For an overview of the CVA5 processor and details on adding custom instructions units please see:

in the docs folder.

Generating the Hardware System

Two tcl scripts are provided to generate the baseline system for the competition, located in: cva5/examples/nexys/scripts

The cva5-ip-core-base.tcl script packages the processor for Vivado's IP integrator, and the system.tcl script builds the system configuration for the nexys A7 board.

Presetup

  • If you have not already installed the board support for the Nexys 7 board, do so by opening Vivado and going to the menu: "Tools > Vivado Store..."
  • You may need to hit the "Refresh" button (lower left of window) to see the full board list. Right click the Nexys A7-100T board and select install.

Nexys 7 board install

System Generation

  1. Open Vivado and, from the tcl prompt at the bottom of the screen, navigate to the cva5/examples/nexys/scripts folder.
  2. Run: source cva5-ip-core-base.tcl
  3. Close the project (menu: File > Close Project)
  4. Then run: source system.tcl which will create the cva5-competition-baseline project
  5. To generate the bitstream launch the Generate Bitstream action which will run synthesis and implementation first.
    • Vivado can require a significant amount of memory, especially during parallel synthesis. If you are on a memory constrained system, limit the job launcher prompt to a single thread and make sure no synthesis/implementation views are open in Vivado. Once the project has been created the bitstream can also be generated from the command line without the Vivado GUI if necessary.

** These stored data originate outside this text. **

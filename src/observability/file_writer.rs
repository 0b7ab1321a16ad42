//! Rotating file writer with size-based rotation and backup retention.
//!
//! [`RotatingFile`] is the sink of the `fmt` layer. It appends each formatted
//! event to the log file and rotates the file once it grows past a size limit,
//! keeping a fixed number of backups so the log never grows without bound.

use std::fs::{self, File, OpenOptions};
use std::io::{self, Write};
use std::path::{Path, PathBuf};
use std::sync::atomic::{AtomicU64, Ordering};
use std::sync::Mutex;
use tracing_subscriber::fmt::MakeWriter;

/// Maximum file size before rotation (10 MB).
const MAX_FILE_SIZE_BYTES: u64 = 10 * 1024 * 1024;

/// Number of backup files to retain after rotation.
const MAX_BACKUP_FILES: usize = 3;

/// Thread-safe rotating file writer.
///
/// # Rotation Strategy
///
/// 1. Check file size before each write
/// 2. If the size exceeds the limit, rotate:
///    - Rename the current file to `<name>.<timestamp>-<seq>`
///    - Open a new empty file on the next write
///    - Remove the oldest backups beyond the retention count
pub struct RotatingFile {
    file_path: PathBuf,
    max_bytes: u64,
    max_backups: usize,
    /// Lazily opened on first write.
    handle: Mutex<Option<File>>,
    rotations: AtomicU64,
}

impl RotatingFile {
    /// Creates a writer with the default limits (10 MB, 3 backups).
    ///
    /// The file is not opened until the first write.
    #[must_use]
    pub fn new(file_path: PathBuf) -> Self {
        Self::with_limits(file_path, MAX_FILE_SIZE_BYTES, MAX_BACKUP_FILES)
    }

    #[must_use]
    pub const fn with_limits(file_path: PathBuf, max_bytes: u64, max_backups: usize) -> Self {
        Self {
            file_path,
            max_bytes,
            max_backups,
            handle: Mutex::new(None),
            rotations: AtomicU64::new(0),
        }
    }

    #[must_use]
    pub fn path(&self) -> &Path {
        &self.file_path
    }

    /// Appends `bytes` to the file, rotating first if it is too large.
    ///
    /// # Errors
    ///
    /// Fails if the lock is poisoned or if rotating, opening or writing fails.
    pub fn append(&self, bytes: &[u8]) -> io::Result<()> {
        let mut handle = self
            .handle
            .lock()
            .map_err(|e| io::Error::other(format!("Mutex poisoned: {e}")))?;

        self.check_and_rotate(&mut handle)?;

        if handle.is_none() {
            let file = OpenOptions::new()
                .create(true)
                .append(true)
                .open(&self.file_path)?;
            *handle = Some(file);
        }

        let file = handle
            .as_mut()
            .ok_or_else(|| io::Error::other("No file available"))?;
        file.write_all(bytes)?;
        file.flush()
    }

    fn check_and_rotate(&self, handle: &mut Option<File>) -> io::Result<()> {
        if let Ok(metadata) = fs::metadata(&self.file_path) {
            if metadata.len() > self.max_bytes {
                *handle = None;
                self.rotate_files()?;
            }
        }
        Ok(())
    }

    fn file_name(&self) -> io::Result<&str> {
        self.file_path
            .file_name()
            .and_then(|s| s.to_str())
            .ok_or_else(|| io::Error::other("Invalid file name"))
    }

    fn rotate_files(&self) -> io::Result<()> {
        let timestamp = chrono::Utc::now().format("%Y%m%d%H%M%S");
        let seq = self.rotations.fetch_add(1, Ordering::Relaxed);
        let backup_path = self
            .file_path
            .with_file_name(format!("{}.{timestamp}-{seq:06}", self.file_name()?));

        if self.file_path.exists() {
            fs::rename(&self.file_path, &backup_path)?;
        }

        self.cleanup_old_backups()
    }

    /// Returns existing backups, oldest first.
    ///
    /// # Errors
    ///
    /// Fails if the log directory cannot be read.
    pub fn backups(&self) -> io::Result<Vec<PathBuf>> {
        let parent_dir = self
            .file_path
            .parent()
            .filter(|p| !p.as_os_str().is_empty())
            .unwrap_or_else(|| Path::new("."));
        let prefix = format!("{}.", self.file_name()?);

        let mut backups: Vec<PathBuf> = fs::read_dir(parent_dir)?
            .filter_map(Result::ok)
            .map(|entry| entry.path())
            .filter(|path| {
                path.file_name()
                    .and_then(|name| name.to_str())
                    .is_some_and(|name| name.starts_with(&prefix))
            })
            .collect();
        backups.sort();
        Ok(backups)
    }

    /// Removes backups beyond the retention limit.
    ///
    /// Individual deletion errors are ignored so cleanup continues.
    fn cleanup_old_backups(&self) -> io::Result<()> {
        let backups = self.backups()?;
        let excess = backups.len().saturating_sub(self.max_backups);
        for old_backup in backups.iter().take(excess) {
            let _ = fs::remove_file(old_backup);
        }
        Ok(())
    }
}

impl std::fmt::Debug for RotatingFile {
    fn fmt(&self, f: &mut std::fmt::Formatter<'_>) -> std::fmt::Result {
        f.debug_struct("RotatingFile")
            .field("file_path", &self.file_path)
            .field("max_bytes", &self.max_bytes)
            .finish_non_exhaustive()
    }
}

/// Per-event writer handed out to the `fmt` layer.
pub struct RotatingFileWriter<'a> {
    file: &'a RotatingFile,
}

impl Write for RotatingFileWriter<'_> {
    fn write(&mut self, buf: &[u8]) -> io::Result<usize> {
        self.file.append(buf)?;
        Ok(buf.len())
    }

    fn flush(&mut self) -> io::Result<()> {
        Ok(())
    }
}

impl<'a> MakeWriter<'a> for RotatingFile {
    type Writer = RotatingFileWriter<'a>;

    fn make_writer(&'a self) -> Self::Writer {
        RotatingFileWriter { file: self }
    }
}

Once the bitstream has been generated you can move on to Running benchmarks on the board section of this document.

System Details

  • 100 MHz
  • 0x80000000 to 0x8FFFFFFF is memory mapped to the I/D caches.
    • DDR at 0x80000000
  • 0x88000000 to 0x8FFFFFFF is used for I/O
    • UART at 0x88000000 (9600 8N1)
    • GPIO at 0x88100000 DIP switches and LEDs (led0 is used to show if the processor is in reset)
    • GPIO at 0x88200000 RGB LEDs

The GPIOs are included to provide additional user status indicators.

Working with the Makefile

A makefile has been provided that will build the embench benchmarks and can run them, in both a simulation environment (using Verilator) and on the FPGA board.

Prerequisites

Building Embench

  • compiler name set in: embench-iot/config/riscv32/boards/cva5/board.cfg and in the Makefile
    • (riscv32-unknown-elf by default)
  • make sure your compiler is part of your path (i.e. export PATH=<path to the bin folder of your toolchain>:$PATH)

Running on Hardware

  • Xilinx tools sourced in terminal
  • Connect the USB cable to the PROG/UART port
  • UART terminal open (9600 8N1)

Running in Simulation

  • verilator included in path

Makefile Targets

  • extract-reference-binaries Extracts and copies reference binaries to the build directory

  • build-embench Builds the embench benchmarks.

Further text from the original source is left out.